### Assigned task
Using the data beneath, show every line that includes the word "MemoryStore".

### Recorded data

☆ ☆ ☆ ☆

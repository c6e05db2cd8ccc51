/*============================================================
  Synavera Project: Syn-Repo
  Module: synrepo_core::store::memory
  Etiquette: Synavera Script Etiquette — Rust Profile v1.1.1
  ------------------------------------------------------------
  Purpose:
    Volatile gateway used by dry runs and tests.

  Security / Safety Notes:
    Commits are staged on a copy and swapped in only when every
    step succeeded.

  Revision History:
    2026-09-16 COD  Authored in-memory store.
============================================================*/

use std::collections::BTreeMap;

use super::{PersistenceGateway, UpdateBatch};
use crate::error::{Result, SynrepoError};
use crate::package::{Flag, GitMetadata, Package};
use crate::reconcile::CatalogDelta;
use crate::topology::Country;

#[derive(Debug, Clone, Default)]
struct State {
    countries: Vec<Country>,
    packages: BTreeMap<i64, Package>,
    flags: BTreeMap<i64, Flag>,
    git: BTreeMap<i64, GitMetadata>,
    next_id: i64,
}

impl State {
    fn allocate(&mut self) -> i64 {
        self.next_id += 1;
        self.next_id
    }

    fn apply(&mut self, delta: &CatalogDelta) -> Result<()> {
        for flag in &delta.orphaned_flags {
            if let Some(id) = flag.id {
                self.remove_flag(id);
            }
        }
        for pkg in &delta.remove {
            if let Some(id) = pkg.id {
                self.packages.remove(&id);
            }
        }
        for pkg in &delta.update {
            let id = pkg
                .id
                .ok_or_else(|| SynrepoError::Store(format!("{} has no identity", pkg.full_name())))?;
            let slot = self
                .packages
                .get_mut(&id)
                .ok_or_else(|| SynrepoError::Store(format!("Unknown package id {id}")))?;
            *slot = pkg.clone();
        }
        for pkg in &delta.add {
            let id = self.allocate();
            let mut pkg = pkg.clone();
            pkg.id = Some(id);
            self.packages.insert(id, pkg);
        }
        Ok(())
    }

    fn remove_flag(&mut self, id: i64) -> bool {
        for pkg in self.packages.values_mut() {
            if pkg.flag_id() == Some(id) {
                pkg.flag = None;
            }
        }
        self.flags.remove(&id).is_some()
    }
}

/// Gateway holding everything in process memory.
#[derive(Debug, Default)]
pub struct MemoryStore {
    state: State,
}

impl MemoryStore {
    pub fn new() -> Self {
        Self::default()
    }
}

impl PersistenceGateway for MemoryStore {
    fn load_catalog(&self) -> Result<Vec<Package>> {
        Ok(self.state.packages.values().cloned().collect())
    }

    fn load_topology(&self) -> Result<Vec<Country>> {
        let mut countries = self.state.countries.clone();
        for mirror in countries.iter_mut().flat_map(|c| c.mirrors.iter_mut()) {
            for repo in &mut mirror.repos {
                repo.fingerprint = None;
            }
        }
        Ok(countries)
    }

    fn commit(&mut self, batch: UpdateBatch<'_>) -> Result<()> {
        let mut staged = self.state.clone();
        if let Some(countries) = batch.countries {
            staged.countries = countries.to_vec();
        }
        if let Some(delta) = batch.delta {
            staged.apply(delta)?;
        }
        self.state = staged;
        Ok(())
    }

    fn create_flag(&mut self, mut flag: Flag) -> Result<Flag> {
        let key = flag.key();
        let Some(id) = self
            .state
            .packages
            .iter()
            .find(|(_, p)| p.key() == key)
            .map(|(id, _)| *id)
        else {
            return Err(SynrepoError::NotFound(format!(
                "{}/{}-{}",
                key.repository, key.name, key.version
            )));
        };

        if let Some(existing) = self.state.packages.get(&id).and_then(|p| p.flag.clone()) {
            return Ok(existing);
        }
        let flag_id = self.state.allocate();
        flag.id = Some(flag_id);
        self.state.flags.insert(flag_id, flag.clone());
        if let Some(pkg) = self.state.packages.get_mut(&id) {
            pkg.flag = Some(flag.clone());
        }
        Ok(flag)
    }

    fn delete_flags(&mut self, ids: &[i64]) -> Result<usize> {
        Ok(ids.iter().filter(|id| self.state.remove_flag(**id)).count())
    }

    fn attach_git(&mut self, mut git: GitMetadata) -> Result<(GitMetadata, usize)> {
        let existing = self
            .state
            .git
            .iter()
            .find(|(_, g)| g.name == git.name)
            .map(|(id, _)| *id);
        let id = match existing {
            Some(id) => id,
            None => self.state.allocate(),
        };
        git.id = Some(id);
        self.state.git.insert(id, git.clone());

        let mut linked = 0;
        for pkg in self.state.packages.values_mut().filter(|p| p.name == git.name) {
            pkg.git = Some(git.clone());
            linked += 1;
        }
        Ok((git, linked))
    }

    fn find_package(&self, repository: &str, name: &str) -> Result<Option<Package>> {
        Ok(self
            .state
            .packages
            .values()
            .find(|p| p.repository == repository && p.name == name)
            .cloned())
    }
}
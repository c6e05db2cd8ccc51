/*============================================================
  Synavera Project: Syn-Repo
  Module: synrepo_core::catalog
  Etiquette: Synavera Script Etiquette — Rust Profile v1.1.1
  ------------------------------------------------------------
  Purpose:
    Select the repositories to scan, decode every repository
    archive concurrently and merge the results into a single
    catalog snapshot.

  Security / Safety Notes:
    Archive reads and decompressions are capped by a semaphore;
    decoding runs on the blocking pool so it never stalls the
    network workers.

  Dependencies:
    tokio for tasks, Semaphore and spawn_blocking; scanner for
    decoding; resource for byte access.

  Operational Scope:
    Invoked by the update context for `update-repos` and
    `update-all` ahead of reconciliation.

  Revision History:
    2026-09-14 COD  Authored catalog pipeline.
  ------------------------------------------------------------
  SSE Principles Observed:
    - One unreadable repository never aborts the others
    - Merge only after every scan has settled
============================================================*/

use std::sync::Arc;

use tokio::sync::Semaphore;

use crate::config::CatalogConfig;
use crate::error::{Result, SynrepoError};
use crate::logger::Logger;
use crate::package::Package;
use crate::resource::{is_url, join, open_resource};
use crate::scanner::{scan_archive, Compression};

/// Packages gathered from one catalog run.
#[derive(Debug, Clone, Default)]
pub struct CatalogSnapshot {
    /// Repositories whose archive was decoded, sorted.
    pub repositories: Vec<String>,
    /// Repositories that could not be opened or decoded.
    pub failed: Vec<String>,
    pub packages: Vec<Package>,
}

/// Fans ArchiveRecordScanner out over repositories.
pub struct CatalogPipeline {
    client: reqwest::Client,
    logger: Arc<Logger>,
    config: CatalogConfig,
}

impl CatalogPipeline {
    pub fn new(client: reqwest::Client, logger: Arc<Logger>, config: &CatalogConfig) -> Self {
        Self {
            client,
            logger,
            config: config.clone(),
        }
    }

    /// Requested names, else configured names, else the subdirectories of a
    /// local base directory; excluded names are always dropped.
    pub async fn select_repositories(&self, requested: &[String]) -> Result<Vec<String>> {
        let mut repositories = if !requested.is_empty() {
            requested.to_vec()
        } else if !self.config.repositories.is_empty() {
            self.config.repositories.clone()
        } else {
            self.discover().await?
        };

        repositories.retain(|repo| !self.config.exclude.contains(repo));
        repositories.sort();
        repositories.dedup();
        Ok(repositories)
    }

    async fn discover(&self) -> Result<Vec<String>> {
        let base = &self.config.base_dir;
        if is_url(base) {
            return Err(SynrepoError::Config(format!(
                "catalog.repositories must be set when base_dir is remote ({base})"
            )));
        }
        let mut reader = tokio::fs::read_dir(base).await.map_err(|err| {
            SynrepoError::Filesystem(format!("Failed to list repositories in {base}: {err}"))
        })?;

        let mut found = Vec::new();
        while let Some(entry) = reader.next_entry().await? {
            if entry.file_type().await?.is_dir() {
                found.push(entry.file_name().to_string_lossy().into_owned());
            }
        }
        Ok(found)
    }

    /// `<base>/<repo>/<repo>.<extension>`.
    pub fn archive_location(&self, repository: &str) -> String {
        let file = format!("{repository}.{}", self.config.extension);
        join(&self.config.base_dir, &[repository, &file])
    }

    /// Scan every repository and merge the partial catalogs.
    pub async fn run(&self, repositories: &[String]) -> Result<CatalogSnapshot> {
        let compression = Compression::detect(&self.config.extension)?;
        let semaphore = Arc::new(Semaphore::new(self.config.max_parallel_scans));
        let mut tasks = Vec::with_capacity(repositories.len());

        for repository in repositories {
            let client = self.client.clone();
            let logger = self.logger.clone();
            let semaphore = semaphore.clone();
            let location = self.archive_location(repository);
            let repository = repository.clone();
            tasks.push(tokio::spawn(async move {
                let _permit = semaphore
                    .acquire_owned()
                    .await
                    .map_err(|_| SynrepoError::Runtime("Scan semaphore closed".into()))?;
                logger.debug("SCAN", format!("Extracting {location}"));
                let outcome = scan_repository(&client, &location, &repository, compression).await;
                if let Err(err) = &outcome {
                    logger.warn("SCAN", format!("Failed to load repo [{repository}]: {err}"));
                }
                Ok::<_, SynrepoError>((repository, outcome.ok()))
            }));
        }

        let mut snapshot = CatalogSnapshot::default();
        for task in tasks {
            let (repository, packages) = task
                .await
                .map_err(|err| SynrepoError::Runtime(format!("Scan task failed: {err}")))??;
            match packages {
                Some(packages) => {
                    self.logger.debug(
                        "SCAN",
                        format!("{repository}: {} package(s)", packages.len()),
                    );
                    snapshot.repositories.push(repository);
                    snapshot.packages.extend(packages);
                }
                None => snapshot.failed.push(repository),
            }
        }
        snapshot.repositories.sort();
        snapshot.failed.sort();

        self.logger.info(
            "CATALOG",
            format!(
                "repositories={} failed={} packages={}",
                snapshot.repositories.len(),
                snapshot.failed.len(),
                snapshot.packages.len()
            ),
        );
        Ok(snapshot)
    }
}

async fn scan_repository(
    client: &reqwest::Client,
    location: &str,
    repository: &str,
    compression: Compression,
) -> Result<Vec<Package>> {
    let bytes = open_resource(client, location).await?;
    let repository = repository.to_string();
    tokio::task::spawn_blocking(move || scan_archive(&bytes, compression, &repository))
        .await
        .map_err(|err| SynrepoError::Runtime(format!("Decode task failed: {err}")))?
}

#[cfg(test)]
mod tests {
    use super::*;

    fn pipeline(config: CatalogConfig) -> CatalogPipeline {
        CatalogPipeline::new(reqwest::Client::new(), Arc::new(Logger::silent()), &config)
    }

    #[tokio::test]
    async fn discovery_lists_directories_minus_excludes() {
        let dir = tempfile::tempdir().unwrap();
        for name in ["core", "main", "ISO", "build"] {
            std::fs::create_dir(dir.path().join(name)).unwrap();
        }
        std::fs::write(dir.path().join("README"), "not a repo").unwrap();

        let pipeline = pipeline(CatalogConfig {
            base_dir: dir.path().to_string_lossy().into_owned(),
            ..CatalogConfig::default()
        });
        let repos = pipeline.select_repositories(&[]).await.unwrap();
        assert_eq!(repos, vec!["build", "core", "main"]);
    }

    #[tokio::test]
    async fn requested_names_override_configuration() {
        let pipeline = pipeline(CatalogConfig {
            repositories: vec!["core".into(), "main".into()],
            exclude: vec!["main".into()],
            ..CatalogConfig::default()
        });
        let repos = pipeline
            .select_repositories(&["testing".to_string(), "core".to_string()])
            .await
            .unwrap();
        assert_eq!(repos, vec!["core", "testing"]);
        let repos = pipeline.select_repositories(&[]).await.unwrap();
        assert_eq!(repos, vec!["core"]);
    }

    #[tokio::test]
    async fn remote_base_requires_explicit_repositories() {
        let pipeline = pipeline(CatalogConfig {
            base_dir: "https://repo.example.org/".into(),
            repositories: Vec::new(),
            ..CatalogConfig::default()
        });
        let err = pipeline.select_repositories(&[]).await.unwrap_err();
        assert!(matches!(err, SynrepoError::Config(_)));
    }

    #[tokio::test]
    async fn unreadable_repository_degrades_to_failed() {
        let dir = tempfile::tempdir().unwrap();
        std::fs::create_dir(dir.path().join("core")).unwrap();
        std::fs::write(dir.path().join("core").join("core.files.tar.gz"), b"garbage").unwrap();

        let pipeline = pipeline(CatalogConfig {
            base_dir: dir.path().to_string_lossy().into_owned(),
            ..CatalogConfig::default()
        });
        let snapshot = pipeline
            .run(&["core".to_string(), "missing".to_string()])
            .await
            .unwrap();
        assert!(snapshot.packages.is_empty());
        assert!(snapshot.repositories.is_empty());
        assert_eq!(snapshot.failed, vec!["core", "missing"]);
    }

    #[test]
    fn archive_location_uses_extension() {
        let pipeline = pipeline(CatalogConfig {
            base_dir: "/srv/repo/".into(),
            ..CatalogConfig::default()
        });
        assert_eq!(pipeline.archive_location("core"), "/srv/repo/core/core.files.tar.gz");
    }
}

☆ ☆ ☆ ☆

### Task response
pub struct MemoryStore {
impl MemoryStore {
impl PersistenceGateway for MemoryStore {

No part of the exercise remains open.